La raison n’est pas l’opinion qui est un discours incertain sur les phénomènes changeants. En
fait, le langage permet de généraliser des choses en les faisant passer pour immuable alors
qu’en réalité elles sont changeantes, différentes de jour en jour. Ainsi, l’Être un et immobile
n’est en rien inclus dans l’espace et le temps et c’est pour cela que ses attributs sont négatifs
(non engendré, non-périssable, non-mobile, non-multiple, etc..). Cette ontologie est au
fondement de la mystique apophatique (la théologie négative).

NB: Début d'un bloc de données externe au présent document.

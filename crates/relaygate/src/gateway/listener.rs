//! Mutually authenticated TLS listener over relayed connections.
//!
//! The raw source is the relay allocation; every connection it yields must
//! start a TLS handshake, present a client certificate issued by the session
//! chain, and carry the expected Subject attributes before it is dispatched.
//! Rejections close only the offending connection.

use super::dispatcher::{ConnectionHandler, Dispatcher};
use super::lifecycle::ErrorSink;
use crate::config::SessionTimings;
use relaygate_core::{CertificateBundle, GatewayError, GatewayResult, PeerIdentity};
use std::future::Future;
use std::io;
use std::net::SocketAddr;
use std::sync::Arc;
use std::time::Duration;
use tokio::io::{AsyncBufReadExt, AsyncRead, AsyncWrite, BufReader};
use tokio_rustls::rustls::pki_types::CertificateDer;
use tokio_rustls::rustls::server::WebPkiClientVerifier;
use tokio_rustls::rustls::{self, RootCertStore, ServerConfig};
use tokio_rustls::server::TlsStream;
use tokio_rustls::TlsAcceptor;
use tokio_util::sync::CancellationToken;
use tracing::{debug, error, info, trace};

/// First byte of a TLS handshake record.
const TLS_HANDSHAKE_RECORD: u8 = 0x16;

/// A source of raw, unauthenticated byte-stream connections.
pub trait RawListener: Send + 'static {
    type Stream: AsyncRead + AsyncWrite + Unpin + Send + 'static;

    /// Next connection. Must be cancel-safe.
    fn accept(&mut self) -> impl Future<Output = GatewayResult<(Self::Stream, SocketAddr)>> + Send;

    fn local_addr(&self) -> SocketAddr;
}

/// Server TLS settings for one session: the issued leaf as server identity,
/// TLS 1.2 minimum, and client certificates required and verified against
/// the issued chain.
pub fn server_tls_config(bundle: &CertificateBundle) -> GatewayResult<Arc<ServerConfig>> {
    let provider = Arc::new(rustls::crypto::ring::default_provider());

    let certs = parse_certs(&bundle.certificate, "certificate")?;
    if certs.is_empty() {
        return Err(GatewayError::Certificate("issued certificate is empty".into()));
    }
    let key = rustls_pemfile::private_key(&mut bundle.private_key.as_bytes())
        .map_err(|e| GatewayError::Certificate(format!("cannot parse private key: {e}")))?
        .ok_or_else(|| GatewayError::Certificate("no private key in bundle".into()))?;

    let mut roots = RootCertStore::empty();
    let (added, ignored) =
        roots.add_parsable_certificates(parse_certs(&bundle.certificate_chain, "certificate chain")?);
    if added == 0 {
        return Err(GatewayError::Certificate(
            "certificate chain holds no usable CA certificate".into(),
        ));
    }
    if ignored > 0 {
        debug!(ignored, "skipped unparsable certificates in chain");
    }

    let verifier = WebPkiClientVerifier::builder_with_provider(Arc::new(roots), provider.clone())
        .build()
        .map_err(|e| GatewayError::Tls(format!("client verifier: {e}")))?;

    let config = ServerConfig::builder_with_provider(provider)
        .with_protocol_versions(&[&rustls::version::TLS13, &rustls::version::TLS12])
        .map_err(|e| GatewayError::Tls(format!("protocol versions: {e}")))?
        .with_client_cert_verifier(verifier)
        .with_single_cert(certs, key)
        .map_err(|e| GatewayError::Certificate(format!("server certificate: {e}")))?;
    Ok(Arc::new(config))
}

fn parse_certs(pem: &str, what: &str) -> GatewayResult<Vec<CertificateDer<'static>>> {
    rustls_pemfile::certs(&mut pem.as_bytes())
        .collect::<Result<Vec<_>, _>>()
        .map_err(|e| GatewayError::Certificate(format!("cannot parse {what}: {e}")))
}

/// A relayed connection classified by its first byte.
pub enum InboundConnection<S> {
    /// Opens with a TLS handshake record.
    Tls(BufReader<S>),
    /// Opens with anything else.
    Raw(BufReader<S>),
    /// Closed before sending a byte, as the relay liveness probe does.
    Empty,
}

impl<S: AsyncRead + AsyncWrite + Unpin> InboundConnection<S> {
    /// Peek the first byte without consuming it.
    pub async fn identify(stream: S) -> io::Result<Self> {
        let mut reader = BufReader::new(stream);
        let first = reader.fill_buf().await?.first().copied();
        Ok(match first {
            Some(TLS_HANDSHAKE_RECORD) => InboundConnection::Tls(reader),
            Some(_) => InboundConnection::Raw(reader),
            None => InboundConnection::Empty,
        })
    }
}

/// A connection that completed the handshake and passed authorization.
pub type VerifiedStream<S> = TlsStream<BufReader<S>>;

pub struct SecureListener<L> {
    raw: L,
    acceptor: TlsAcceptor,
    timings: SessionTimings,
}

impl<L: RawListener> SecureListener<L> {
    pub fn new(raw: L, bundle: &CertificateBundle, timings: SessionTimings) -> GatewayResult<Self> {
        let acceptor = TlsAcceptor::from(server_tls_config(bundle)?);
        Ok(Self {
            raw,
            acceptor,
            timings,
        })
    }

    /// Accept, verify and dispatch until `shutdown` fires or the raw
    /// listener fails fatally. Consumes the listener, so it closes once.
    ///
    /// `shutdown` is expected to be a child of the parent cancellation, so
    /// either one stops the loop.
    pub async fn run<H: ConnectionHandler>(
        mut self,
        mut dispatcher: Dispatcher<H>,
        shutdown: CancellationToken,
        errors: ErrorSink,
    ) -> Dispatcher<H> {
        info!(relayed = %self.raw.local_addr(), "secure listener accepting");
        loop {
            if shutdown.is_cancelled() {
                break;
            }

            let accepted = tokio::select! {
                _ = shutdown.cancelled() => break,
                accepted = tokio::time::timeout(self.timings.accept_poll, self.raw.accept()) => accepted,
            };

            let (stream, peer) = match accepted {
                Err(_elapsed) => continue,
                Ok(Ok(conn)) => conn,
                Ok(Err(e)) if e.is_frame_noise() => {
                    trace!(error = %e, "ignoring relay frame noise");
                    continue;
                }
                Ok(Err(e)) if e.is_fatal() => {
                    error!(error = %e, "relay allocation failed, stopping listener");
                    errors.report(e).await;
                    break;
                }
                Ok(Err(e)) => {
                    error!(error = %e, "accept failed");
                    continue;
                }
            };

            trace!(peer = %peer, "relayed connection accepted");
            let verification = verify(self.acceptor.clone(), self.timings.handshake_timeout, stream, peer);
            dispatcher.admit(peer, verification);
        }

        info!("secure listener stopped");
        dispatcher
    }
}

/// Classify, handshake and authorize one connection. `Ok(None)` means
/// the peer hung up before sending anything. Runs inside the connection's
/// own task, so a slow peer never holds up the accept loop.
async fn verify<S>(
    acceptor: TlsAcceptor,
    handshake_timeout: Duration,
    stream: S,
    peer: SocketAddr,
) -> GatewayResult<Option<(VerifiedStream<S>, PeerIdentity)>>
where
    S: AsyncRead + AsyncWrite + Unpin,
{
    let handshake = async {
        match InboundConnection::identify(stream).await {
            Ok(InboundConnection::Tls(stream)) => acceptor
                .accept(stream)
                .await
                .map(Some)
                .map_err(|e| GatewayError::Handshake(e.to_string())),
            Ok(InboundConnection::Raw(_)) => {
                Err(GatewayError::Handshake("connection is not TLS".into()))
            }
            Ok(InboundConnection::Empty) => Ok(None),
            Err(e) => Err(GatewayError::Io(e)),
        }
    };
    let Some(tls) = tokio::time::timeout(handshake_timeout, handshake)
        .await
        .map_err(|_| GatewayError::Handshake("handshake deadline exceeded".into()))??
    else {
        return Ok(None);
    };

    let leaf = tls
        .get_ref()
        .1
        .peer_certificates()
        .and_then(|certs| certs.first())
        .ok_or_else(|| GatewayError::Unauthorized("no client certificate presented".into()))?;
    let identity = PeerIdentity::from_der(leaf.as_ref())?;
    identity.authorize()?;

    debug!(peer = %peer, identity = %identity, "client verified");
    Ok(Some((tls, identity)))
}

/// Plain TCP as a raw source, for tests.
#[cfg(test)]
impl RawListener for tokio::net::TcpListener {
    type Stream = tokio::net::TcpStream;

    async fn accept(&mut self) -> GatewayResult<(Self::Stream, SocketAddr)> {
        Ok(tokio::net::TcpListener::accept(self).await?)
    }

    fn local_addr(&self) -> SocketAddr {
        tokio::net::TcpListener::local_addr(self).unwrap()
    }
}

Platon fera de l’Un un super-
Être, au dessus des idées et des vertus morales éternelles ; de même que Plotin chez qui l’Un
est premier et dont émane les idées et l’intelligence agente (et à sa suite, toute la
métaphysique musulmane et chrétienne médiévale). Mais comme l’accession à l’Un associée
à l’amour de Dieu est aussi une recherche du bonheur, cette recherche débouche dans une
béatitude qui sera l’accession ultime à cet Être-Un indicible que l’on n’atteint que dans l’extase
comme chez Plotin mais aussi chez le Bouddha. Celui-ci partage totalement la conception
parménidienne de l’illusion et de l’impermanence des phénomènes (ainsi que la vision
pessimiste d’Héraclite d’un monde, «lieu de supplice») mais aussi la possible délivrance de
ce monde, lieu de souffrance par l’accès à l’extase béatifique, le nirvana, libéré des contraires,
de la génération et de la corruption.